On this day in 1933, Newsweek magazine was published for the first time. Until 1937, the magazine’s name was spelled with a hyphen between the words “news” and “week.” Its original owners, including founder Thomas J. C. Martyn and Paul Mellon, son of banker and businessman Andrew Mellon, launched the magazine with startup capital of $2.5M. It was purchased in 1961 by the Washington Post Company. For the better part of the last decade, the magazine has struggled along with all print media to keep pace with online news sources. Beginning in 2008, it changed its strategy from striving for a general audience to targeting an affluent readership with more appeal to advertisers. It discouraged renewals and doubled its subscription prices, thereby reducing its subscriber base from 3.2M to just 1.5M now.

Revenues continued falling, however, and the Washington Post sold the magazine to harman/kardon audio company co-founder Sidney Harman in August 2010 for a small amount of cash and the assumption of liabilities.
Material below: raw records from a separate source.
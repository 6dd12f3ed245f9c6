use std::collections::BTreeMap;
use std::fmt;
use std::str::FromStr;
use std::time::Duration;

use serde::{Deserialize, Serialize};

/// Visitor-submitted contact request as captured by the enquiry form.
///
/// All fields are plain strings; `subject` is only collected by the
/// standalone enquiry page and stays empty for the landing-page modal.
#[derive(Debug, Clone, Default, PartialEq, Eq, Serialize, Deserialize)]
pub struct EnquiryRecord {
    #[serde(default, alias = "fullName")]
    pub name: String,
    #[serde(default)]
    pub email: String,
    #[serde(default)]
    pub phone: String,
    #[serde(default, skip_serializing_if = "String::is_empty")]
    pub subject: String,
    #[serde(default)]
    pub message: String,
}

impl EnquiryRecord {
    pub fn get(&self, field: EnquiryField) -> &str {
        match field {
            EnquiryField::Name => &self.name,
            EnquiryField::Email => &self.email,
            EnquiryField::Phone => &self.phone,
            EnquiryField::Subject => &self.subject,
            EnquiryField::Message => &self.message,
        }
    }

    pub(crate) fn set(&mut self, field: EnquiryField, value: String) {
        let slot = match field {
            EnquiryField::Name => &mut self.name,
            EnquiryField::Email => &mut self.email,
            EnquiryField::Phone => &mut self.phone,
            EnquiryField::Subject => &mut self.subject,
            EnquiryField::Message => &mut self.message,
        };
        *slot = value;
    }

    pub fn is_empty(&self) -> bool {
        EnquiryField::ALL
            .iter()
            .all(|field| self.get(*field).is_empty())
    }

    /// Name/value pairs sent to the relay. `subject` is only included when set.
    pub fn relay_fields(&self) -> Vec<(&'static str, &str)> {
        let mut fields = vec![
            (EnquiryField::Name.as_str(), self.name.as_str()),
            (EnquiryField::Email.as_str(), self.email.as_str()),
            (EnquiryField::Phone.as_str(), self.phone.as_str()),
            (EnquiryField::Message.as_str(), self.message.as_str()),
        ];
        if !self.subject.is_empty() {
            fields.push((EnquiryField::Subject.as_str(), self.subject.as_str()));
        }
        fields
    }
}

#[derive(Debug, Clone, Copy, PartialEq, Eq, PartialOrd, Ord, Hash, Serialize, Deserialize)]
#[serde(rename_all = "snake_case")]
pub enum EnquiryField {
    Name,
    Email,
    Phone,
    Subject,
    Message,
}

impl EnquiryField {
    pub const ALL: [EnquiryField; 5] = [
        EnquiryField::Name,
        EnquiryField::Email,
        EnquiryField::Phone,
        EnquiryField::Subject,
        EnquiryField::Message,
    ];

    pub fn as_str(self) -> &'static str {
        match self {
            EnquiryField::Name => "name",
            EnquiryField::Email => "email",
            EnquiryField::Phone => "phone",
            EnquiryField::Subject => "subject",
            EnquiryField::Message => "message",
        }
    }

    /// Resolve a form input name. The enquiry page historically posted `fullName`.
    pub fn from_wire(raw: &str) -> Option<Self> {
        match raw.trim() {
            "name" | "fullName" | "full_name" => Some(EnquiryField::Name),
            "email" => Some(EnquiryField::Email),
            "phone" => Some(EnquiryField::Phone),
            "subject" => Some(EnquiryField::Subject),
            "message" => Some(EnquiryField::Message),
            _ => None,
        }
    }
}

impl fmt::Display for EnquiryField {
    fn fmt(&self, f: &mut fmt::Formatter<'_>) -> fmt::Result {
        f.write_str(self.as_str())
    }
}

/// Per-field validation messages, ordered by field.
pub type FieldErrors = BTreeMap<EnquiryField, String>;

#[derive(Debug, Clone, Copy, PartialEq, Eq, Serialize, Deserialize)]
#[serde(rename_all = "snake_case")]
pub enum EnquirySubject {
    General,
    Viewing,
    Pricing,
    Amenities,
    Other,
}

impl EnquirySubject {
    pub const ALL: [EnquirySubject; 5] = [
        EnquirySubject::General,
        EnquirySubject::Viewing,
        EnquirySubject::Pricing,
        EnquirySubject::Amenities,
        EnquirySubject::Other,
    ];

    pub fn as_str(self) -> &'static str {
        match self {
            EnquirySubject::General => "general",
            EnquirySubject::Viewing => "viewing",
            EnquirySubject::Pricing => "pricing",
            EnquirySubject::Amenities => "amenities",
            EnquirySubject::Other => "other",
        }
    }

    pub fn label(self) -> &'static str {
        match self {
            EnquirySubject::General => "General Enquiry",
            EnquirySubject::Viewing => "Schedule a Viewing",
            EnquirySubject::Pricing => "Pricing Information",
            EnquirySubject::Amenities => "Amenities Details",
            EnquirySubject::Other => "Other",
        }
    }
}

#[derive(Debug, Clone, PartialEq, Eq, thiserror::Error)]
#[error("unknown enquiry subject '{0}'")]
pub struct UnknownSubject(pub String);

impl FromStr for EnquirySubject {
    type Err = UnknownSubject;

    fn from_str(value: &str) -> Result<Self, Self::Err> {
        EnquirySubject::ALL
            .into_iter()
            .find(|subject| subject.as_str() == value.trim())
            .ok_or_else(|| UnknownSubject(value.to_string()))
    }
}

/// UI status of one enquiry form.
#[derive(Debug, Clone, Copy, Default, PartialEq, Eq, Serialize, Deserialize)]
#[serde(rename_all = "snake_case")]
pub enum SubmissionStatus {
    #[default]
    Idle,
    Submitting,
    Success,
    Error,
}

impl SubmissionStatus {
    pub fn label(self) -> &'static str {
        match self {
            SubmissionStatus::Idle => "idle",
            SubmissionStatus::Submitting => "submitting",
            SubmissionStatus::Success => "success",
            SubmissionStatus::Error => "error",
        }
    }

    pub fn can_transition_to(self, next: SubmissionStatus) -> bool {
        use SubmissionStatus::*;
        matches!(
            (self, next),
            (Idle, Submitting)
                | (Error, Submitting)
                | (Submitting, Success)
                | (Submitting, Error)
                | (Submitting, Idle)
                | (Success, Idle)
                | (Error, Idle)
                | (Idle, Idle)
        )
    }
}

/// Which form flavour is being driven.
#[derive(Debug, Clone, Copy, Default, PartialEq, Eq, Serialize, Deserialize)]
#[serde(rename_all = "snake_case")]
pub enum FormVariant {
    /// Popup on the landing page: name, email and phone required, message optional.
    #[default]
    Modal,
    /// Standalone enquiry page: adds a subject and requires a message.
    Page,
}

impl FormVariant {
    pub fn as_str(self) -> &'static str {
        match self {
            FormVariant::Modal => "modal",
            FormVariant::Page => "page",
        }
    }

    pub fn default_close_delay(self) -> Duration {
        match self {
            FormVariant::Modal => Duration::from_millis(2_000),
            FormVariant::Page => Duration::from_millis(3_000),
        }
    }
}

impl FromStr for FormVariant {
    type Err = String;

    fn from_str(value: &str) -> Result<Self, Self::Err> {
        match value.trim().to_ascii_lowercase().as_str() {
            "modal" => Ok(FormVariant::Modal),
            "page" => Ok(FormVariant::Page),
            other => Err(format!("unknown form variant '{other}' (expected modal or page)")),
        }
    }
}

/// Deployment-level knobs shared by every controller.
#[derive(Debug, Clone, PartialEq, Eq)]
pub struct EnquirySettings {
    pub contact_email: String,
    pub modal_close_delay: Duration,
    pub page_close_delay: Duration,
}

impl Default for EnquirySettings {
    fn default() -> Self {
        Self {
            contact_email: "manianj@hotmail.com".to_string(),
            modal_close_delay: FormVariant::Modal.default_close_delay(),
            page_close_delay: FormVariant::Page.default_close_delay(),
        }
    }
}

impl EnquirySettings {
    pub fn close_delay(&self, variant: FormVariant) -> Duration {
        match variant {
            FormVariant::Modal => self.modal_close_delay,
            FormVariant::Page => self.page_close_delay,
        }
    }

    pub fn failure_banner(&self) -> String {
        format!(
            "Unable to submit form. Please try again or contact us directly at {}",
            self.contact_email
        )
    }
}
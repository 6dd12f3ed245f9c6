use std::sync::Arc;

use axum::{
    extract::{Query, State},
    http::StatusCode,
    response::{IntoResponse, Response},
    routing::post,
    Json, Router,
};
use serde::Deserialize;
use serde_json::json;

use super::controller::{EnquiryController, SubmitError, SubmitReceipt};
use super::domain::{EnquiryRecord, EnquirySettings, FormVariant};
use crate::relay::SubmissionTransport;

/// Shared dependencies for building per-request controllers.
#[derive(Debug, Clone)]
pub struct EnquiryState {
    pub transport: Arc<dyn SubmissionTransport>,
    pub settings: EnquirySettings,
}

impl EnquiryState {
    pub fn new(transport: Arc<dyn SubmissionTransport>, settings: EnquirySettings) -> Self {
        Self {
            transport,
            settings,
        }
    }

    pub fn controller(&self, variant: FormVariant) -> EnquiryController {
        EnquiryController::new(variant, self.settings.clone(), self.transport.clone())
    }

    /// Run one submission end to end: fill a fresh controller and submit it.
    pub async fn submit(
        &self,
        variant: FormVariant,
        input: EnquiryRecord,
    ) -> (EnquiryController, Result<SubmitReceipt, SubmitError>) {
        let mut controller = self.controller(variant);
        controller.fill(input);
        let outcome = controller.submit().await;
        (controller, outcome)
    }
}

/// HTTP status reported for a submission outcome.
pub fn outcome_status(outcome: &Result<SubmitReceipt, SubmitError>) -> StatusCode {
    match outcome {
        Ok(_) => StatusCode::ACCEPTED,
        Err(SubmitError::Invalid(_)) => StatusCode::UNPROCESSABLE_ENTITY,
        Err(SubmitError::Transport { .. }) => StatusCode::BAD_GATEWAY,
        Err(SubmitError::InFlight) => StatusCode::CONFLICT,
    }
}

/// JSON endpoint for script-driven clients.
pub fn enquiry_router(state: EnquiryState) -> Router {
    Router::new()
        .route("/api/v1/enquiries", post(submit_handler))
        .with_state(state)
}

#[derive(Debug, Default, Deserialize)]
pub(crate) struct VariantQuery {
    #[serde(default)]
    pub(crate) variant: FormVariant,
}

pub(crate) async fn submit_handler(
    State(state): State<EnquiryState>,
    Query(query): Query<VariantQuery>,
    Json(input): Json<EnquiryRecord>,
) -> Response {
    let (_, outcome) = state.submit(query.variant, input).await;
    let status = outcome_status(&outcome);

    let payload = match outcome {
        Ok(receipt) => json!({
            "status": "success",
            "close_after_ms": u64::try_from(receipt.close_after.as_millis()).unwrap_or(u64::MAX),
        }),
        Err(SubmitError::Invalid(errors)) => json!({
            "status": "invalid",
            "errors": errors,
        }),
        Err(SubmitError::Transport { banner, .. }) => json!({
            "status": "error",
            "message": banner,
        }),
        Err(other) => json!({
            "status": "error",
            "message": other.to_string(),
        }),
    };

    (status, Json(payload)).into_response()
}
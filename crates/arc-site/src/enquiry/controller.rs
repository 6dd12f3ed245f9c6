use std::fmt;
use std::sync::Arc;
use std::time::Duration;

use tokio::time::Instant;
use tracing::{debug, info, warn};

use super::domain::{
    EnquiryField, EnquiryRecord, EnquirySettings, FieldErrors, FormVariant, SubmissionStatus,
};
use super::validation;
use crate::relay::{SubmissionTransport, TransportError};

type CloseCallback = Box<dyn FnMut() + Send>;

/// Owns one enquiry form: its field values, field errors and submission status.
///
/// Field updates are applied one at a time through `&mut self`, so the form
/// never sees interleaved edits. A successful submission clears the record and
/// arms a close deadline; `wait_and_close` waits it out and resets the form.
pub struct EnquiryController {
    variant: FormVariant,
    settings: EnquirySettings,
    transport: Arc<dyn SubmissionTransport>,
    record: EnquiryRecord,
    errors: FieldErrors,
    status: SubmissionStatus,
    banner: Option<String>,
    close_deadline: Option<Instant>,
    on_close: Option<CloseCallback>,
}

/// Returned by a successful submit.
#[derive(Debug, Clone, Copy, PartialEq, Eq)]
pub struct SubmitReceipt {
    pub close_after: Duration,
}

#[derive(Debug, thiserror::Error)]
pub enum SubmitError {
    #[error("enquiry has {} invalid field(s)", .0.len())]
    Invalid(FieldErrors),
    #[error("{banner}")]
    Transport {
        banner: String,
        #[source]
        source: TransportError,
    },
    #[error("an enquiry submission is already in flight")]
    InFlight,
}

impl EnquiryController {
    pub fn new(
        variant: FormVariant,
        settings: EnquirySettings,
        transport: Arc<dyn SubmissionTransport>,
    ) -> Self {
        Self {
            variant,
            settings,
            transport,
            record: EnquiryRecord::default(),
            errors: FieldErrors::new(),
            status: SubmissionStatus::Idle,
            banner: None,
            close_deadline: None,
            on_close: None,
        }
    }

    /// Register the callback run whenever the form closes.
    pub fn on_close<F>(mut self, callback: F) -> Self
    where
        F: FnMut() + Send + 'static,
    {
        self.on_close = Some(Box::new(callback));
        self
    }

    pub fn variant(&self) -> FormVariant {
        self.variant
    }

    pub fn status(&self) -> SubmissionStatus {
        self.status
    }

    pub fn record(&self) -> &EnquiryRecord {
        &self.record
    }

    pub fn errors(&self) -> &FieldErrors {
        &self.errors
    }

    /// Banner text shown after a failed delivery.
    pub fn banner(&self) -> Option<&str> {
        self.banner.as_deref()
    }

    pub fn close_deadline(&self) -> Option<Instant> {
        self.close_deadline
    }

    /// Replace one field and drop any error previously reported for it.
    pub fn update_field(&mut self, field: EnquiryField, value: impl Into<String>) {
        self.record.set(field, value.into());
        self.errors.remove(&field);
    }

    /// Apply every field of `input`, as if typed one after another.
    pub fn fill(&mut self, input: EnquiryRecord) {
        let EnquiryRecord {
            name,
            email,
            phone,
            subject,
            message,
        } = input;
        self.update_field(EnquiryField::Name, name);
        self.update_field(EnquiryField::Email, email);
        self.update_field(EnquiryField::Phone, phone);
        self.update_field(EnquiryField::Subject, subject);
        self.update_field(EnquiryField::Message, message);
    }

    pub fn validate(&self) -> FieldErrors {
        validation::validate(&self.record, self.variant)
    }

    /// Validate and deliver the current record.
    ///
    /// Returns `SubmitError::InFlight` while a delivery is pending. A submit
    /// future dropped before the transport answers leaves the form in
    /// `Submitting` until `close()` is called.
    pub async fn submit(&mut self) -> Result<SubmitReceipt, SubmitError> {
        if self.status == SubmissionStatus::Submitting {
            return Err(SubmitError::InFlight);
        }

        let errors = self.validate();
        if !errors.is_empty() {
            debug!(
                variant = self.variant.as_str(),
                invalid_fields = errors.len(),
                "enquiry rejected by validation"
            );
            self.errors = errors.clone();
            return Err(SubmitError::Invalid(errors));
        }

        self.errors.clear();
        self.banner = None;
        self.close_deadline = None;
        if self.status == SubmissionStatus::Success {
            // Resubmitted before the pending close fired.
            self.transition(SubmissionStatus::Idle);
        }
        self.transition(SubmissionStatus::Submitting);

        match self.transport.send(&self.record).await {
            Ok(()) => {
                self.transition(SubmissionStatus::Success);
                self.record = EnquiryRecord::default();
                let close_after = self.settings.close_delay(self.variant);
                self.close_deadline = Some(Instant::now() + close_after);
                info!(
                    variant = self.variant.as_str(),
                    contract = self.transport.contract(),
                    "enquiry delivered"
                );
                Ok(SubmitReceipt { close_after })
            }
            Err(source) => {
                self.transition(SubmissionStatus::Error);
                let banner = self.settings.failure_banner();
                self.banner = Some(banner.clone());
                warn!(
                    variant = self.variant.as_str(),
                    contract = self.transport.contract(),
                    error = %source,
                    "enquiry delivery failed"
                );
                Err(SubmitError::Transport { banner, source })
            }
        }
    }

    /// Close the form: discard entered values and return to idle.
    pub fn close(&mut self) {
        self.record = EnquiryRecord::default();
        self.errors.clear();
        self.banner = None;
        self.close_deadline = None;
        self.transition(SubmissionStatus::Idle);
        if let Some(callback) = self.on_close.as_mut() {
            callback();
        }
    }

    /// Wait for the close armed by a successful submit, then close.
    ///
    /// Returns `false` without waiting when no close is pending.
    pub async fn wait_and_close(&mut self) -> bool {
        let Some(deadline) = self.close_deadline else {
            return false;
        };
        tokio::time::sleep_until(deadline).await;
        self.close();
        true
    }

    fn transition(&mut self, next: SubmissionStatus) {
        debug_assert!(
            self.status.can_transition_to(next),
            "illegal enquiry status transition {:?} -> {:?}",
            self.status,
            next
        );
        debug!(from = self.status.label(), to = next.label(), "enquiry status");
        self.status = next;
    }
}

impl fmt::Debug for EnquiryController {
    fn fmt(&self, f: &mut fmt::Formatter<'_>) -> fmt::Result {
        f.debug_struct("EnquiryController")
            .field("variant", &self.variant)
            .field("status", &self.status)
            .field("record", &self.record)
            .field("errors", &self.errors)
            .field("transport", &self.transport.contract())
            .finish_non_exhaustive()
    }
}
Just three months later, Harman merged Newsweek with online publication The Daily Beast, owned by IAC, which also owns Ask.com, Citysearch, and Match.com. Tina Brown, who serves as editor-in-chief of both Newsweek and The Daily Beast, wrote that the magazine would “add the versatility of being able to develop ideas and investigations that require a different narrative pace suited to the medium of print” while the online site’s “thriving frontline” would “raise the profile of the magazine’s bylines and quicken the pace of a great magazine’s revival.”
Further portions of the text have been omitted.